E allora, uno si chiede, perché mai dovrei leggere una roba del genere? Domanda giusta, ma i motivi ci sono -e parto dal meno importante.
Allora: questo libro è una testimonianza diretta di un uomo che ragionava come ragionavano gli uomini di quell’epoca, anzi, peggio ancora: di come ragionava la classe colta dell’epoca ed è interessante -moooolto interessante!- perché ci porta in anni lontani e ci apre una finestra particolare per capire meglio la concezione della donna in quel periodo, in quel mondo, in quell’ambiente meglio di tanti seriosi e accademici blablabla in libri di storia e di sociologia scritti dopo. Che poi quei tempi tanto lontani non sono: se guardiamo ben bene, se andiamo oltre la patina del politically correct, le radici da cui è nato questo libro sotto sotto sono ancora vive anche un secolo dopo, e quello che scrive l'Autore potrebbe scriverlo oggi anche qualcun altro....
Ma c’è un secondo motivo, quello per cui consiglierei a tutti questo libro: è da ridere, è spassoso suo malgrado -potremmo dire a insaputa dell’autore, perché a leggere oggi questo libro ci si diverte, e non poco. E anche se il divertimento nella lettura era certamente presente nelle intenzioni di chi lo scrisse, il fatto è che, leggendo con l'ottica giusta, non si ride con l'Autore, si ride dell'Autore, della sua visione della donna e della sua misoginia tanto ingenua da sfiorare il ridicolo, misoginia che è sempre presente anche e soprattutto quando l'autore dichiara che non c'è -si chiama coda di paglia.
E se non si può fare a meno di sorridere e ghignare quando l' Ughetti parla con la sua alta condiscendenza e pelosa spocchia delle artiste, sia pittrici che scrittrici (le pennaiuole
), non si può fare a meno di sganasciare quando si infervora contro le donne che si occupano di attività maschili (soprattutto contro le medichesse
-era un medico!e le conferenziere
che ... hanno sempre una bella bocca e bei denti, altrimenti non conferenzierebbero
!
E se poi gli capita di non poter fare a meno, magari a denti stretti, di dover riconoscere la capacità femminile in attività prettamente maschili (o almeno, all'epoca prettamente maschili) le definisce dei mezzi maschi e non si capisce fino a che punto per lui questo sia un complimento!
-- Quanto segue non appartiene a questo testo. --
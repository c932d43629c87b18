pub mod screener;


pub use screener::*;
//! The scheduling engine: C5 (booking graph builder), C6 (greedy
//! scheduler), C7 (CP scheduler), and C9 (task executor), plus the
//! `DirectionLookup` seam the first three plug into.

pub mod builder;
pub mod cp;
pub mod executor;
pub mod greedy;

pub use builder::{build_trips, BuildConfig, TripRecord};
pub use model::{SchedulerError, SchedulerResult};

use async_trait::async_trait;
use chrono::{DateTime, Utc};
use database::directions::{FetchError, FetchOutcome};
use database::DirectionCache;
use model::Direction;
use routing::RoutingProvider;

/// Default timing parameters (seconds), overridable per request. Grounded
/// on `original_source/app/services/scheduler/__init__.py`'s
/// `DEFAULT_BEFORE_PICKUP_TIME`/`DEFAULT_AFTER_PICKUP_TIME`/
/// `DEFAULT_DROPOFF_UNLOADING_TIME` environment defaults.
#[derive(Debug, Clone, Copy)]
pub struct DefaultTimings {
    pub before_pickup_sec: i64,
    pub after_pickup_sec: i64,
    pub dropoff_unloading_sec: i64,
}

impl Default for DefaultTimings {
    fn default() -> Self {
        Self {
            before_pickup_sec: 300,
            after_pickup_sec: 300,
            dropoff_unloading_sec: 300,
        }
    }
}

impl DefaultTimings {
    pub fn from_env() -> Self {
        fn read(name: &str, fallback: i64) -> i64 {
            std::env::var(name)
                .ok()
                .and_then(|raw| raw.parse().ok())
                .unwrap_or(fallback)
        }
        Self {
            before_pickup_sec: read("DEFAULT_BEFORE_PICKUP_TIME", 300),
            after_pickup_sec: read("DEFAULT_AFTER_PICKUP_TIME", 300),
            dropoff_unloading_sec: read("DEFAULT_DROPOFF_UNLOADING_TIME", 300),
        }
    }
}

/// A direction lookup abstraction the scheduling algorithms run against,
/// separating C5/C6/C7 from the concrete `database::DirectionCache` +
/// `routing::RoutingProvider` pairing so scenario tests can substitute an
/// in-memory fake. Mirrors the `Repo`/`Database` trait seam idiom: keep the
/// algorithm generic over its storage/transport.
#[async_trait]
pub trait DirectionLookup: Send + Sync {
    /// `Ok(None)` means the provider succeeded but returned no route
    /// (`NoRoute`, a soft outcome the caller decides how to handle).
    async fn fetch(
        &self,
        origin: &str,
        destination: &str,
        depart_time: Option<DateTime<Utc>>,
    ) -> SchedulerResult<Option<Direction>>;
}

/// The production `DirectionLookup`: a direction cache (C2) backed by a
/// single-flight miss-fill through a routing provider (C1).
pub struct CachedDirectionLookup<'a> {
    pub cache: &'a DirectionCache,
    pub provider: &'a dyn RoutingProvider,
}

#[async_trait]
impl<'a> DirectionLookup for CachedDirectionLookup<'a> {
    async fn fetch(
        &self,
        origin: &str,
        destination: &str,
        depart_time: Option<DateTime<Utc>>,
    ) -> SchedulerResult<Option<Direction>> {
        let outcome = self
            .cache
            .fetch(origin, destination, depart_time, self.provider)
            .await;
        match outcome {
            Ok(FetchOutcome::Found(direction)) => Ok(Some(direction)),
            Ok(FetchOutcome::NoRoute) => Ok(None),
            Err(FetchError::Provider(why)) => {
                Err(SchedulerError::ProviderError(why.to_string()))
            }
            Err(FetchError::Database(why)) => Err(SchedulerError::Internal(why.to_string())),
        }
    }
}

/// Whether debug-mode structured logging is active for a request: either
/// the request opted in, or `DEBUG_MODE` is set.
pub fn is_debug(request: &model::ScheduleRequest) -> bool {
    request.debug || std::env::var("DEBUG_MODE").map(|v| v == "true").unwrap_or(true)
}

/// Routes a request to the right scheduler: the CP scheduler (C7) when
/// `optimization` objectives are requested, the greedy scheduler (C6)
/// otherwise. Fleet resolution for the CP path (`program_name`, falling
/// back to the first booking's `program_name`) is a separate concern
/// handled by `cp::resolve_program_name`. The shared entry point for both
/// the synchronous `/schedule` handler and the task executor (C9).
pub async fn run(
    request: &model::ScheduleRequest,
    directions: &dyn DirectionLookup,
    programs: &database::ProgramRepository,
    defaults: &DefaultTimings,
) -> SchedulerResult<Vec<model::Shuttle>> {
    if request.optimization.is_some() {
        cp::schedule(request, directions, programs, defaults).await
    } else {
        greedy::schedule(request, directions, defaults).await
    }
}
Certo, e lo mette in chiaro nel libro, c'è chi è peggio di lui, e cita a profusione Tolstoj, Schopenhauer, Heine e compagnia briscola, quale fosse prova di obiettività di giudizio parlare male delle donne sì, ma comunque meno di qualcun altro.
A sua discolpa, va detto che all'epoca non erano solo i maschi a pensarla in un certo modo, basti pensare alle scrittrici citate nel testo, che rispettavano la comune italica opinione che le donne, oltre alle faccende d'amore e alla famiglia, non dovrebbero impicciarsi di altro: se qualcuno ha avuto l'occasione di leggere qualcosa di Annie Vivanti, Margherita Scarfatti, Clarice Tartufari o di altre autrici italiane citate, sa cosa voglio dire[1].
Ma chi era questo Ughetti? Nato a Vernaria Reale, in provincia di Torino, nel 1852, Giovanni Battista Ughetti si trasferisce a Catania, dove si laurea in Medicina e dove finirà per diventare docente di Patologia generale (e anche se oggi è quasi dimenticato, fu lui a scoprire per primo il meningococco).
Non si occupava solo di medicina, scrisse diversi libri di argomenti vari ma -almeno dai pochi che ho letto- sempre con una certa prosopopea e sufficienza: anche se non ho la più pallida idea di come fosse fisicamente, l’immagine che mi salta in testa di Ughetti (anzi: del dottor professor Ughetti -come non dubito amasse essere chiamato) è quella di un uomo ben messo, con la barba curata, che pontifica nei salotti con un sorrisetto di sufficienza, ben messo di panza ma con il petto bene in fuori, il pollice di una mano infilato nel taschino del gilet e l’altra mano che regge un bicchiere, magari appoggiato ad un caminetto (e anche se non era niente del genere, a me piace pensarlo così).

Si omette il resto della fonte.